Cette parole, inspirée par Fénelon, donne une
idée du caractère et des tendances du duc de
Bourgogne. Il était l’espoir de tout un parti à
la cour, lorsqu’il mourut, subitement enlevé
par une rougeole pourprée, moins d’un an
après la mort de son père et six jours après
celle de sa femme, Marie-Adélaïde. Un de ses
fils mourut également trois semaines plus tard
et de la même maladie. On soupçonna, mais
sans doute à tort, le duc d’Orléans de n’avoir
pas été étranger à ces catastrophes multipliées.
BOURGOGNE (duchesse de). V. Marie.
BOURGOGNE (le bâtard de). V, Antoine.
BOURGOGNE (hôtel de). Cet hôtel, dont
nous n’avons plus qu’un curieux reste, la tour
dont nous parlerons tout à l’heure, s’élevait
rue Pavée-Saint-Sauveur (aujourd’hui rue du
Petit-Lion, n° 23). Originairement bâti pour les
comtes d’Artois, il était situé non loin des
murs de Philippe-Auguste, lesquels bornaient
l’espace où il était renfermé. Lorsque cette
enceinte fut reculée de ce côté, l’hôtel d’Artois
s’étendit dans la rue Mauconseil jusque
vis-à-vis Saint-Jacques de l’Hôpital. Marguerite,
comtesse d’Artois et de Flandre, qui en
était alors propriétaire, l’apporta en dot à
Philippe le Hardi, fils du roi Jean, qui fut la
tige de la nouvelle maison de Bourgogne, si
fatale à la France. L’hôtel de Bourgogne devint
bientôt l’habitation favorite du trop fameux
Jean sans Peur, qui abandonna pour
lui l’hôtel de Flandre. Ses successeurs l’imitèrent
et s’y installèrent définitivement. Cet
hôtel servit donc de séjour aux ducs de
Bourgogne jusqu’à la chute et la mort de
Charles le Téméraire (1477), époque où il
devint l’habitation de certains particuliers
privilégiés, que la faveur royale logeait dans
les demeures de la couronne. Un édit de
François Ier du 20 septembre 1543 en prescrivit
la démolition pour cause de vétusté.
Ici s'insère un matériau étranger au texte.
//! Streaming Connection Domain Types
//!
//! The lifecycle state machine and the transport frame model. Both are
//! free of I/O: the connection service drives them, adapters feed them.

mod frame;
mod state;

pub use frame::{DEFAULT_POOL_CAPACITY, Frame, FrameBuffer, FrameKind, FramePool, PoolExhausted};
pub use state::{ConnectionState, IllegalTransition, LifecycleEvent};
Il n’en
demeura debout qu’une grosse tour quadrangulaire.
Quant au terrain, morcelé en diverses
parts, un sieur Jean Rouvet en acquit la
majeure partie, qu’il vendit à son tour aux
confrères de la Passion, lesquels y construisirent
aussitôt la salle connue sous le nom de
Théâtre de l’hôtel de Bourgogne. (V. ci-après.)
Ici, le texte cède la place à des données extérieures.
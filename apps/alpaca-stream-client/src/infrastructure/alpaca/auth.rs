//! Stream Authentication
//!
//! Credentials and the typed reasons an auth exchange can fail.
//!
//! # Authentication Flow
//!
//! 1. Connect to WebSocket endpoint
//! 2. Receive `{"T":"success","msg":"connected"}` from server
//! 3. Send `{"action":"auth","key":"...","secret":"..."}`
//! 4. Receive `{"T":"success","msg":"authenticated"}` or error
//!
//! The server drops connections that have not authenticated within 10
//! seconds of connecting. That window is enforced server-side and shows up
//! here as [`AuthError::Timeout`] (code 404); no local timer runs.
//!
//! # References
//!
//! - [Stock Streaming Auth](https://docs.alpaca.markets/docs/streaming-market-data)

use thiserror::Error;

use super::messages::{AuthRequest, ErrorMessage};

// =============================================================================
// Error Types
// =============================================================================

/// Why the server did not confirm authentication.
#[derive(Debug, Clone, PartialEq, Eq, Error)]
pub enum AuthError {
    /// Not authenticated (code 401).
    #[error("not authenticated: must authenticate before making requests")]
    NotAuthenticated,

    /// Invalid key or secret (code 402).
    #[error("authentication failed: invalid API key or secret")]
    InvalidCredentials,

    /// Connection was already authenticated (code 403).
    #[error("already authenticated: connection is already authenticated")]
    AlreadyAuthenticated,

    /// Credential window elapsed (code 404).
    #[error("authentication timeout: must authenticate within 10 seconds")]
    Timeout,

    /// Too many concurrent connections (code 406).
    #[error("connection limit exceeded: too many concurrent connections")]
    ConnectionLimitExceeded,

    /// Any other server error.
    #[error("server error ({code}): {message}")]
    ServerError {
        /// Error code from server
        code: i32,
        /// Error message from server
        message: String,
    },

    /// Response carried neither success nor error.
    #[error("unexpected response: {0}")]
    UnexpectedResponse(String),

    /// Stream ended before a response arrived.
    #[error("connection closed before authentication completed")]
    ConnectionClosed,
}

impl From<&ErrorMessage> for AuthError {
    fn from(err: &ErrorMessage) -> Self {
        match err.code {
            401 => Self::NotAuthenticated,
            402 => Self::InvalidCredentials,
            403 => Self::AlreadyAuthenticated,
            404 => Self::Timeout,
            406 => Self::ConnectionLimitExceeded,
            code => Self::ServerError {
                code,
                message: err.msg.clone(),
            },
        }
    }
}

/// Credentials could not be built.
#[derive(Debug, Clone, PartialEq, Eq, Error)]
#[error("invalid credentials: {0}")]
pub struct CredentialsError(pub &'static str);

// =============================================================================
// Credentials
// =============================================================================

/// Alpaca API credentials.
///
/// `Debug` and `Display` never print the secret.
#[derive(Clone, PartialEq, Eq)]
pub struct Credentials {
    key: String,
    secret: String,
}

impl Credentials {
    /// Create new credentials.
    ///
    /// # Errors
    ///
    /// Returns an error if either key or secret is empty.
    pub fn new(key: impl Into<String>, secret: impl Into<String>) -> Result<Self, CredentialsError> {
        let key = key.into();
        let secret = secret.into();

        if key.is_empty() {
            return Err(CredentialsError("API key cannot be empty"));
        }
        if secret.is_empty() {
            return Err(CredentialsError("API secret cannot be empty"));
        }

        Ok(Self { key, secret })
    }

    /// Get the API key.
    #[must_use]
    pub fn key(&self) -> &str {
        &self.key
    }

    /// Get the API secret.
    #[must_use]
    pub fn secret(&self) -> &str {
        &self.secret
    }

    /// Build the market-data auth envelope.
    #[must_use]
    pub fn to_auth_request(&self) -> AuthRequest {
        AuthRequest::new(self.key.clone(), self.secret.clone())
    }
}

impl std::fmt::Debug for Credentials {
    fn fmt(&self, f: &mut std::fmt::Formatter<'_>) -> std::fmt::Result {
        f.debug_struct("Credentials")
            .field("key", &self.key)
            .field("secret", &"[REDACTED]")
            .finish()
    }
}

impl std::fmt::Display for Credentials {
    fn fmt(&self, f: &mut std::fmt::Formatter<'_>) -> std::fmt::Result {
        write!(f, "Credentials(key={})", self.key)
    }
}
//! Transport Frames and Frame Buffer Leasing
//!
//! A [`Frame`] is one unit delivered by the framed transport. Its bytes
//! live in a [`FrameBuffer`] leased from the transport's [`FramePool`].
//! The lease is returned when the buffer is dropped, so every code path
//! that lets a frame go out of scope releases it exactly once. A pool with
//! no free leases refuses to hand out more instead of reusing a live one.

use std::fmt;
use std::ops::Deref;
use std::sync::Arc;

use parking_lot::Mutex;

/// Buffers above this capacity are freed instead of returned to the pool.
const MAX_RETAINED_CAPACITY: usize = 1024 * 1024;

/// Default number of frames that may be leased at once.
pub const DEFAULT_POOL_CAPACITY: usize = 8;

// =============================================================================
// Frame Kind
// =============================================================================

/// Classification of a transport frame.
#[derive(Debug, Clone, Copy, PartialEq, Eq, Hash)]
pub enum FrameKind {
    /// Application data (text or binary).
    Payload,
    /// Keepalive request; must be answered with a pong.
    Ping,
    /// Keepalive acknowledgment.
    Pong,
    /// Peer is closing the connection.
    Close,
    /// Any other control frame.
    Other,
}

impl FrameKind {
    /// Label used in logs and metrics.
    #[must_use]
    pub const fn as_str(self) -> &'static str {
        match self {
            Self::Payload => "payload",
            Self::Ping => "ping",
            Self::Pong => "pong",
            Self::Close => "close",
            Self::Other => "other",
        }
    }
}

// =============================================================================
// Frame Pool
// =============================================================================

/// Every lease slot is in use.
#[derive(Debug, Clone, Copy, PartialEq, Eq, thiserror::Error)]
#[error("frame pool exhausted: all {capacity} buffers are leased")]
pub struct PoolExhausted {
    /// Pool capacity.
    pub capacity: usize,
}

#[derive(Debug, Default)]
struct PoolState {
    free: Vec<Vec<u8>>,
    leased: usize,
}

#[derive(Debug)]
struct PoolInner {
    capacity: usize,
    state: Mutex<PoolState>,
}

/// Bounded pool of reusable frame buffers owned by one transport.
#[derive(Debug, Clone)]
pub struct FramePool {
    inner: Arc<PoolInner>,
}

impl Default for FramePool {
    fn default() -> Self {
        Self::new(DEFAULT_POOL_CAPACITY)
    }
}

impl FramePool {
    /// Create a pool allowing `capacity` simultaneous leases (minimum 1).
    #[must_use]
    pub fn new(capacity: usize) -> Self {
        Self {
            inner: Arc::new(PoolInner {
                capacity: capacity.max(1),
                state: Mutex::new(PoolState::default()),
            }),
        }
    }

    /// Lease a buffer and fill it with `bytes`.
    ///
    /// # Errors
    ///
    /// Returns [`PoolExhausted`] if every buffer is currently leased.
    pub fn lease(&self, bytes: &[u8]) -> Result<FrameBuffer, PoolExhausted> {
        let mut buf = {
            let mut state = self.inner.state.lock();
            if state.leased >= self.inner.capacity {
                return Err(PoolExhausted {
                    capacity: self.inner.capacity,
                });
            }
            state.leased += 1;
            state.free.pop().unwrap_or_default()
        };

        buf.extend_from_slice(bytes);

        Ok(FrameBuffer {
            buf,
            pool: Arc::clone(&self.inner),
        })
    }

    /// Number of buffers currently leased.
    #[must_use]
    pub fn leased(&self) -> usize {
        self.inner.state.lock().leased
    }

    /// Maximum simultaneous leases.
    #[must_use]
    pub fn capacity(&self) -> usize {
        self.inner.capacity
    }
}

// =============================================================================
// Frame Buffer
// =============================================================================

/// Bytes of one frame, on lease from a [`FramePool`].
///
/// Dropping the buffer returns it to the pool. Data that must outlive the
/// frame has to be copied out first (see [`Frame::to_owned_payload`]).
pub struct FrameBuffer {
    buf: Vec<u8>,
    pool: Arc<PoolInner>,
}

impl Deref for FrameBuffer {
    type Target = [u8];

    fn deref(&self) -> &[u8] {
        &self.buf
    }
}

impl fmt::Debug for FrameBuffer {
    fn fmt(&self, f: &mut fmt::Formatter<'_>) -> fmt::Result {
        f.debug_struct("FrameBuffer")
            .field("len", &self.buf.len())
            .finish_non_exhaustive()
    }
}

impl Drop for FrameBuffer {
    fn drop(&mut self) {
        let mut buf = std::mem::take(&mut self.buf);
        let mut state = self.pool.state.lock();
        state.leased = state.leased.saturating_sub(1);

        if buf.capacity() <= MAX_RETAINED_CAPACITY && state.free.len() < self.pool.capacity {
            buf.clear();
            state.free.push(buf);
        }
    }
}

// =============================================================================
// Frame
// =============================================================================

/// One transport frame: a kind tag plus its leased bytes.
#[derive(Debug)]
pub struct Frame {
    kind: FrameKind,
    buffer: FrameBuffer,
}

impl Frame {
    /// Wrap a leased buffer.
    #[must_use]
    pub const fn new(kind: FrameKind, buffer: FrameBuffer) -> Self {
        Self { kind, buffer }
    }

    /// Frame classification.
    #[must_use]
    pub const fn kind(&self) -> FrameKind {
        self.kind
    }

    /// Borrow the frame bytes. Valid only while the frame is alive.
    #[must_use]
    pub fn payload(&self) -> &[u8] {
        &self.buffer
    }

    /// Copy the bytes into a caller-owned buffer.
    #[must_use]
    pub fn to_owned_payload(&self) -> Vec<u8> {
        self.buffer.to_vec()
    }
}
La grosse tour quadrangulaire, qui a survécu à la destruction de l’hôtel proprement dit, subsiste encore. C’est un curieux document, un échantillon précieux de l’importance qu’avaient au xve siècle ces vieilles demeures princières. Elle est énorme, construite en pierres de taille solidement cimentées, soigneusement appareillées : l’édifice est percé de baies ogivales, et couronné de mâchicoulis. À l’intérieur, un large escalier à vis monte en serpentant, partant d’une haute salle voûtée en ogive, qui, aujourd’hui, se divise en étages. Sur cet escalier s’ouvrent des portes carrées, bordées de moulures, et des fenêtres de même forme y projettent la lumière. Les degrés tournent autour d’une colonne terminée par un chapiteau d’un ordre fort simple. Mais de ce chapiteau, servant de support, part une caisse ronde en pierre, cerclée d’un triple anneau double et sur laquelle s’élance et serpente un curieux travail de sculpture : ce sont les tiges d’un chêne vigoureux ; les branches en décrivent quatre travées d’ogives, et le feuillage couvre la voûte dans toute son étendue. C’est un monument unique dans l’art de l’ornementation, d’une élégance et d’une légèreté rares. Deux rabots et un fil à plomb, sculptés au milieu de fleurons gothiques dans le tympan ogival d’une baie extérieure, indiquent d’une manière à peu près certaine la date de la construction : Jean sans Peur, par opposition aux bâtons noueux du duc d’Orléans, avait en effet des rabots pour orgueilleux emblèmes. Si Jean sans Peur n’en a pas posé la première pierre, du moins est-il hors de doute qu’elle ne peut remonter plus haut qu’à son père, le duc Philippe le Hardi. C’était dans cette tour que Jean, le mal nommé, couchait, entouré d’un véritable arsenal d’armes, l’oreille au guet, éveillé et debout au moindre bruit ; c’est de cette tour, son repaire, qu’il dirigea les scènes sanglantes qui portèrent le désordre dans Paris sous le roi Charles VI, l’assassinat du duc d’Orléans, etc.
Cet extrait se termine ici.